>>>>>
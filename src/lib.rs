//! Combat and physics core for a top-down zombie survival game.
//!
//! Zombies pursue the player with physics impulses, strike on contact and
//! are knocked back and stunned when hit. Timed power-ups buff the player.
//! Rendering, audio and input devices live outside this crate.

pub mod core;
pub mod engine;
pub mod game;
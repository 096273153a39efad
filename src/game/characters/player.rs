// The player character

use glam::Vec2;
use log::info;

use super::character::{Character, Combatant, Hit};
use super::stats::{PlayerKind, PlayerStats};
use crate::core::math::direction_or_zero;
use crate::engine::physics::{presets, FixtureKind, FixtureTag, PhysicsWorld};
use crate::game::config::CombatConfig;
use crate::game::entity::Entity;

/// Fixture owner id used for the single player
pub const PLAYER_OWNER: u64 = 0;

/// The player: a damage sink for zombies and the target of buffs
#[derive(Debug)]
pub struct Player {
    character: Character,
    kind: PlayerKind,
    base: PlayerStats,
    hit_cooldown: f32,
    attack_range: f32,
    /// Desired movement direction, set by the input layer
    move_intent: Vec2,
}

impl Player {
    /// Create a player without a physics body
    pub fn new(kind: PlayerKind, position: Vec2, config: &CombatConfig) -> Self {
        let base = kind.stats();
        let entity = Entity::new(position, 0.0, config.player_radius, base.max_health);
        Self {
            character: Character::new(entity, base.speed, base.attack_damage),
            kind,
            base,
            hit_cooldown: config.player_hit_cooldown,
            attack_range: config.player_attack_range,
            move_intent: Vec2::ZERO,
        }
    }

    /// Create a player and its body in the physics world
    pub fn spawn(
        kind: PlayerKind,
        position: Vec2,
        config: &CombatConfig,
        physics: &mut PhysicsWorld,
    ) -> Self {
        let mut player = Self::new(kind, position, config);

        let body = presets::player_body(position.x, position.y, config.player_damping);
        let body_handle = physics.add_rigid_body(body);
        physics.add_tagged_collider(
            presets::player_collider(config.player_radius, config.player_density),
            body_handle,
            FixtureTag::new(FixtureKind::Player, PLAYER_OWNER),
        );
        player.character.attach_body(physics, body_handle);

        info!("Spawned {:?} player at {}", kind, position);
        player
    }

    pub fn kind(&self) -> PlayerKind {
        self.kind
    }

    /// Stat line the player was created with; buffs never touch it
    pub fn base_stats(&self) -> PlayerStats {
        self.base
    }

    /// Current attack damage (base plus active buffs)
    pub fn attack_damage(&self) -> i32 {
        self.character.attack_damage
    }

    /// Current speed (base plus active buffs)
    pub fn speed(&self) -> i32 {
        self.character.speed
    }

    pub fn attack_range(&self) -> f32 {
        self.attack_range
    }

    pub fn set_move_intent(&mut self, direction: Vec2) {
        self.move_intent = direction;
    }

    pub fn move_intent(&self) -> Vec2 {
        self.move_intent
    }

    /// Per-tick update: cooldown bookkeeping, then input-driven movement
    pub fn update(&mut self, delta: f32, physics: &mut PhysicsWorld) {
        self.character.update(delta);

        let velocity = if self.is_alive() {
            direction_or_zero(self.move_intent) * self.character.speed as f32
        } else {
            Vec2::ZERO
        };
        self.character.set_velocity(physics, velocity);
    }

    /// Check if the player's own strike is off cooldown
    pub fn can_strike(&self) -> bool {
        self.is_alive() && self.character.cooldown_ready(self.hit_cooldown)
    }

    /// Check if `target` is within striking distance
    pub fn in_reach(&self, target: Vec2) -> bool {
        self.character.distance_to(target) <= self.attack_range
    }

    /// The strike this player would deal right now
    pub fn strike(&self) -> Hit {
        Hit {
            amount: self.character.attack_damage,
            source: self.character.position(),
        }
    }

    /// Start the strike cooldown after landing at least one hit
    pub fn finish_strike(&mut self) {
        self.character.reset_hit_refresh();
    }
}

impl Combatant for Player {
    fn character(&self) -> &Character {
        &self.character
    }

    fn character_mut(&mut self) -> &mut Character {
        &mut self.character
    }

    /// No resistance model: every point of damage lands
    fn take_damage(&mut self, hit: Hit, _physics: &mut PhysicsWorld) {
        let was_alive = self.is_alive();
        self.character.entity.take_damage(hit.amount);
        if was_alive && !self.is_alive() {
            info!("Player died");
        }
    }
}
#![allow(clippy::clone_on_copy, clippy::float_cmp)]

use super::*;

const EPSILON: f64 = 1e-10;

fn approx_eq(a: f64, b: f64) -> bool {
    (a - b).abs() < EPSILON
}

fn point_approx_eq(a: Point, b: Point) -> bool {
    approx_eq(a.x, b.x) && approx_eq(a.y, b.y)
}

fn pt(x: f64, y: f64) -> Point {
    Point::new(x, y)
}

// =============================================================
// Point arithmetic
// =============================================================

#[test]
fn point_new_and_default() {
    let p = pt(3.0, 4.0);
    assert_eq!(p.x, 3.0);
    assert_eq!(p.y, 4.0);
    assert_eq!(Point::default(), pt(0.0, 0.0));
}

#[test]
fn add_subtract_scale() {
    assert_eq!(add(pt(1.0, 2.0), pt(3.0, 4.0)), pt(4.0, 6.0));
    assert_eq!(subtract(pt(1.0, 2.0), pt(3.0, 5.0)), pt(-2.0, -3.0));
    assert_eq!(scale(pt(1.5, -2.0), 2.0), pt(3.0, -4.0));
}

#[test]
fn operators_match_free_functions() {
    let a = pt(7.0, -1.0);
    let b = pt(2.5, 4.0);
    assert_eq!(a + b, add(a, b));
    assert_eq!(a - b, subtract(a, b));
    assert_eq!(a * 3.0, scale(a, 3.0));
}

#[test]
fn dot_product() {
    assert_eq!(dot(pt(1.0, 0.0), pt(0.0, 1.0)), 0.0);
    assert_eq!(dot(pt(2.0, 3.0), pt(4.0, 5.0)), 23.0);
}

#[test]
fn distance_is_euclidean() {
    assert!(approx_eq(distance(pt(0.0, 0.0), pt(3.0, 4.0)), 5.0));
    assert!(approx_eq(distance(pt(-1.0, -1.0), pt(-1.0, -1.0)), 0.0));
}

// =============================================================
// nearest_point_on_segment
// =============================================================

#[test]
fn nearest_point_projects_inside_segment() {
    let p = nearest_point_on_segment(pt(5.0, 10.0), pt(0.0, 0.0), pt(10.0, 0.0));
    assert!(point_approx_eq(p, pt(5.0, 0.0)));
}

#[test]
fn nearest_point_clamps_before_start() {
    let p = nearest_point_on_segment(pt(-7.0, 3.0), pt(0.0, 0.0), pt(10.0, 0.0));
    assert!(point_approx_eq(p, pt(0.0, 0.0)));
}

#[test]
fn nearest_point_clamps_after_end() {
    let p = nearest_point_on_segment(pt(25.0, -3.0), pt(0.0, 0.0), pt(10.0, 0.0));
    assert!(point_approx_eq(p, pt(10.0, 0.0)));
}

#[test]
fn nearest_point_on_diagonal_segment() {
    let p = nearest_point_on_segment(pt(0.0, 10.0), pt(0.0, 0.0), pt(10.0, 10.0));
    assert!(point_approx_eq(p, pt(5.0, 5.0)));
}

#[test]
fn nearest_point_degenerate_segment_returns_start() {
    let p = nearest_point_on_segment(pt(4.0, 4.0), pt(1.0, 1.0), pt(1.0, 1.0));
    assert_eq!(p, pt(1.0, 1.0));
}

#[test]
fn segment_midpoint_and_nearest() {
    let s = Segment::new(pt(0.0, 0.0), pt(0.0, 8.0));
    assert_eq!(s.midpoint(), pt(0.0, 4.0));
    assert!(point_approx_eq(s.nearest_point(pt(3.0, 2.0)), pt(0.0, 2.0)));
}

// =============================================================
// Corner / Edge
// =============================================================

#[test]
fn corner_opposites_are_involutive() {
    for c in Corner::ALL {
        assert_ne!(c, c.opposite());
        assert_eq!(c, c.opposite().opposite());
    }
}

#[test]
fn corner_side_flags() {
    assert!(Corner::TopLeft.is_left() && Corner::TopLeft.is_top());
    assert!(!Corner::BottomRight.is_left() && !Corner::BottomRight.is_top());
    assert!(Corner::BottomLeft.is_left() && !Corner::BottomLeft.is_top());
    assert!(!Corner::TopRight.is_left() && Corner::TopRight.is_top());
}

#[test]
fn corner_serde_snake_case() {
    assert_eq!(serde_json::to_string(&Corner::BottomRight).unwrap(), "\"bottom_right\"");
    let back: Corner = serde_json::from_str("\"top_left\"").unwrap();
    assert_eq!(back, Corner::TopLeft);
}

// =============================================================
// Rect
// =============================================================

#[test]
fn rect_derived_edges_and_center() {
    let r = Rect::new(pt(10.0, 20.0), 100.0, 50.0);
    assert_eq!(r.left(), 10.0);
    assert_eq!(r.right(), 110.0);
    assert_eq!(r.top(), 20.0);
    assert_eq!(r.bottom(), 70.0);
    assert_eq!(r.center(), pt(60.0, 45.0));
}

#[test]
fn rect_corners_clockwise() {
    let r = Rect::new(pt(0.0, 0.0), 4.0, 2.0);
    assert_eq!(r.corners(), [pt(0.0, 0.0), pt(4.0, 0.0), pt(4.0, 2.0), pt(0.0, 2.0)]);
}

#[test]
fn rect_edges_connect_corners() {
    let r = Rect::new(pt(0.0, 0.0), 4.0, 2.0);
    let edges = r.edges();
    for (i, e) in edges.iter().enumerate() {
        assert_eq!(e.end, edges[(i + 1) % 4].start);
    }
    assert_eq!(r.edge(Edge::Right), Segment::new(pt(4.0, 0.0), pt(4.0, 2.0)));
}

#[test]
fn rect_centered_at() {
    let r = Rect::centered_at(pt(0.0, 0.0), 100.0, 50.0);
    assert_eq!(r.top_left, pt(-50.0, -25.0));
    assert_eq!(r.center(), pt(0.0, 0.0));
}

#[test]
fn rect_from_edges_allows_negative_extent() {
    let r = Rect::from_edges(10.0, 0.0, 5.0, 3.0);
    assert_eq!(r.width, -5.0);
    assert_eq!(r.height, 3.0);
}

#[test]
fn rect_translate_preserves_size() {
    let r = Rect::new(pt(1.0, 1.0), 3.0, 4.0).translate(pt(-1.0, 2.0));
    assert_eq!(r, Rect::new(pt(0.0, 3.0), 3.0, 4.0));
}

#[test]
fn rect_contains_is_inclusive() {
    let r = Rect::new(pt(0.0, 0.0), 10.0, 10.0);
    assert!(r.contains(pt(0.0, 0.0)));
    assert!(r.contains(pt(10.0, 10.0)));
    assert!(r.contains(pt(5.0, 5.0)));
    assert!(!r.contains(pt(10.1, 5.0)));
}

#[test]
fn rect_union_and_expand() {
    let a = Rect::new(pt(0.0, 0.0), 10.0, 10.0);
    let b = Rect::new(pt(20.0, -5.0), 5.0, 5.0);
    assert_eq!(a.union(&b), Rect::from_edges(0.0, -5.0, 25.0, 10.0));
    assert_eq!(a.expand(2.0), Rect::from_edges(-2.0, -2.0, 12.0, 12.0));
}
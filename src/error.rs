//! Errors surfaced to callers of the engine.
//!
//! Only command-level failures and unusable configuration are surfaced.
//! Per-frame gesture conditions are absorbed where they occur: a degenerate
//! resize is [`crate::resize::ResizeError`], and the absence of a snap
//! target is simply `None`.

use crate::doc::ShapeGroupId;

#[derive(Debug, Clone, PartialEq, thiserror::Error)]
pub enum EngineError {
    /// Width or height was not a positive number. Nothing was created.
    #[error("invalid rectangle dimensions: width {width:?}, height {height:?} (both must be numbers greater than 0)")]
    InvalidDimension { width: String, height: String },
    /// The referenced shape is not in the scene.
    #[error("unknown shape {0}")]
    UnknownShape(ShapeGroupId),
}

/// An [`crate::config::EngineConfig`] value the engine cannot run with.
#[derive(Debug, Clone, PartialEq, thiserror::Error)]
pub enum ConfigError {
    /// A length, threshold or factor that must be a finite number above zero.
    #[error("config field {field} must be a finite number greater than 0, got {value}")]
    NotPositive { field: &'static str, value: f64 },
    /// A padding or pixel radius that must be finite and not negative.
    #[error("config field {field} must be a finite number of at least 0, got {value}")]
    Negative { field: &'static str, value: f64 },
    #[error("min_zoom_factor {min} is greater than max_zoom_factor {max}")]
    ZoomRange { min: f64, max: f64 },
    /// The document is not a config object.
    #[error("invalid config JSON: {0}")]
    Json(String),
}
//! Interactive rectangle layout engine.
//!
//! Users place axis-aligned rectangles on a millimetre grid, drag them around,
//! reshape them by a corner, and snap them onto one another. The engine owns
//! the scene, the pan/zoom camera and the gesture state machine; hosts feed it
//! a normalized event stream and draw the [`render::SceneNode`] list it
//! returns. The same core runs natively (tests, the replay CLI) and in the
//! browser through [`wasm::PlannerHandle`].
//!
//! ## Module layout
//!
//! | Module | Role |
//! |--------|------|
//! | [`engine`] | [`engine::EngineCore`]: commands, input handlers, actions, snap confirmation |
//! | [`doc`] | Shape groups, measurement labels and the scene |
//! | [`geom`] | Points, segments and rectangles in model space |
//! | [`camera`] | Pan/zoom camera and screen/model conversions |
//! | [`snap`] | Snap candidate search and ranking |
//! | [`resize`] | Single-axis corner resize |
//! | [`input`] | Input events and the gesture state machine |
//! | [`hit`] | Hit-testing of shape bodies and corner handles |
//! | [`render`] | Screen-space render output |
//! | [`config`] | Engine configuration and environment overrides |
//! | [`error`] | Command errors |
//! | [`wasm`] | JavaScript binding |
//! | [`consts`] | Shared numeric constants (thresholds, zoom limits, sizes) |

pub mod camera;
pub mod config;
pub mod consts;
pub mod doc;
pub mod engine;
pub mod error;
pub mod geom;
pub mod hit;
pub mod input;
pub mod render;
pub mod resize;
pub mod snap;
pub mod wasm;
<<<<<
- **TASK DESCRIPTION**
Of the entries above, transcribe exactly those lines that fall between the line containing "let was_alive = self.is_alive();" and the line containing "assert!(approx_eq(distance(pt(0.0, 0.0), pt(3.0, 4.0)), 5.0));", together with those two lines.

- **RESULT BELOW**
        let was_alive = self.is_alive();
        self.character.entity.take_damage(hit.amount);
        if was_alive && !self.is_alive() {
            info!("Player died");
        }
    }
}
#![allow(clippy::clone_on_copy, clippy::float_cmp)]

use super::*;

const EPSILON: f64 = 1e-10;

fn approx_eq(a: f64, b: f64) -> bool {
    (a - b).abs() < EPSILON
}

fn point_approx_eq(a: Point, b: Point) -> bool {
    approx_eq(a.x, b.x) && approx_eq(a.y, b.y)
}

fn pt(x: f64, y: f64) -> Point {
    Point::new(x, y)
}

// =============================================================
// Point arithmetic
// =============================================================

#[test]
fn point_new_and_default() {
    let p = pt(3.0, 4.0);
    assert_eq!(p.x, 3.0);
    assert_eq!(p.y, 4.0);
    assert_eq!(Point::default(), pt(0.0, 0.0));
}

#[test]
fn add_subtract_scale() {
    assert_eq!(add(pt(1.0, 2.0), pt(3.0, 4.0)), pt(4.0, 6.0));
    assert_eq!(subtract(pt(1.0, 2.0), pt(3.0, 5.0)), pt(-2.0, -3.0));
    assert_eq!(scale(pt(1.5, -2.0), 2.0), pt(3.0, -4.0));
}

#[test]
fn operators_match_free_functions() {
    let a = pt(7.0, -1.0);
    let b = pt(2.5, 4.0);
    assert_eq!(a + b, add(a, b));
    assert_eq!(a - b, subtract(a, b));
    assert_eq!(a * 3.0, scale(a, 3.0));
}

#[test]
fn dot_product() {
    assert_eq!(dot(pt(1.0, 0.0), pt(0.0, 1.0)), 0.0);
    assert_eq!(dot(pt(2.0, 3.0), pt(4.0, 5.0)), 23.0);
}

#[test]
fn distance_is_euclidean() {
    assert!(approx_eq(distance(pt(0.0, 0.0), pt(3.0, 4.0)), 5.0));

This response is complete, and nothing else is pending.